Given his experience, Hickenlooper is understandably depressed about the current state of independent film, and he relates an illustrative anecdote: “Just about a month ago, I was having dinner with Quentin Tarantino and Peter Bogdanovich and Cybill Shepherd” — a group that incidentally belies Hickenlooper’s supposed “nonentity” status — “and Quentin and I were talking about The Last Picture Show and how great it was. And Peter said, ‘If Picture Show were made today, it wouldn’t even get a cable release.’ It’d probably end up on video if he was lucky. That’s just how the market has changed.

“In the independent-film world today,” Hickenlooper continues, “in order to pique anyone’s interest, your film has to have some kind of shock value. I’m speaking kind of broadly here, but unless you have lesbian heroin addicts or Siamese twins or some kind of gender-identity switch, then distributors aren’t going to pick your movie up. I’ll tell you why: Because it’s so expensive. The marketplace for the last five or six years has been so glutted that, in my opinion — and you can call this sour grapes — the only pictures that get any kind of attention have to have some kind of subversive quality. The perception from distributors is that the media or audience won’t pay attention otherwise because it’s so fucking hard to sell a movie.”

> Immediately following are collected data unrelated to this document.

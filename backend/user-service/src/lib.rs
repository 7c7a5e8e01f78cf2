//! User service: owns the `users` aggregate and emits `user.created` /
//! `user.updated` through the transactional outbox.

pub mod db;
pub mod error;
pub mod handlers;
pub mod models;
pub mod schema;
pub mod services;

pub use error::{AppError, Result};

Hickenlooper feels scant kinship with most of his peers. “I’ve modeled myself after the great pantheon of directors,” he says, citing William Wyler, William Wellman, John Ford, and Howard Hawks. “I was kind of born 20 years too late. That pantheon of directors influenced Francis Coppola, Monte Hellman, Peter Bogdanovich, Dennis Hopper. As a result, you had this incredible golden age of filmmaking in the early ’70s. Now you’re got a group of kids who are making films influenced by comic books. It’s so patently obvious: comic books and MTV and just basically crap. A lot of these young, hip filmmakers, if you would compare their work to what was made 30 years ago, the literary establishment would just have laughed at it, it would be a joke. But the literary establishment, particularly the New York critics, have bought into this kind of kitsch, so kitsch rules.

“That’s why I’m retiring from independent filmmaking,” Hickenlooper announces. “The Big Brass Ring was kind of my swan song to independent filmmaking.” Laughing ruefully, he adds, “It may be my swan song to filmmaking in general, I don’t know.” Deriving hope from such challenging mainstream releases as The Sixth Sense and American Beauty, Hickenlooper is now actively pursuing a more traditional studio path, and he believes his substantial body of work and experience with stars will provide him an entree into the system. “The independent film scene is so artistically bankrupt in my opinion,” he says, “and clearly I’ve not been accepted by it in the last couple of years. I want to get out of the world of the Kevin Smiths and the Todd Solondzes and just say good riddance. God bless those guys — I’m sure they’re all smart, funny guys — but it’s just not the kind of storytelling I want to do.” Hickenlooper pauses and, in recognition of the polemical nature of his extended rant, calmly concludes: “Let me step off my soapbox now.”

Despite his undeniable anger and frustration, and whatever direction his career path finally takes, Hickenlooper clearly is not intending to retreat into a Wellesian exile. “As long as I can make films, I’ll make films,” he says. “I don’t really see myself going into advertising or going to law school. I love making films, whether or not they’re seen by huge audiences. Of course, it would be nice to be on the radar screen, but I am respected, actors do want to work with me. People will hopefully see these films in time. I go one film at a time.”

And like Blake Pellarin, he continues to grasp for the big brass ring.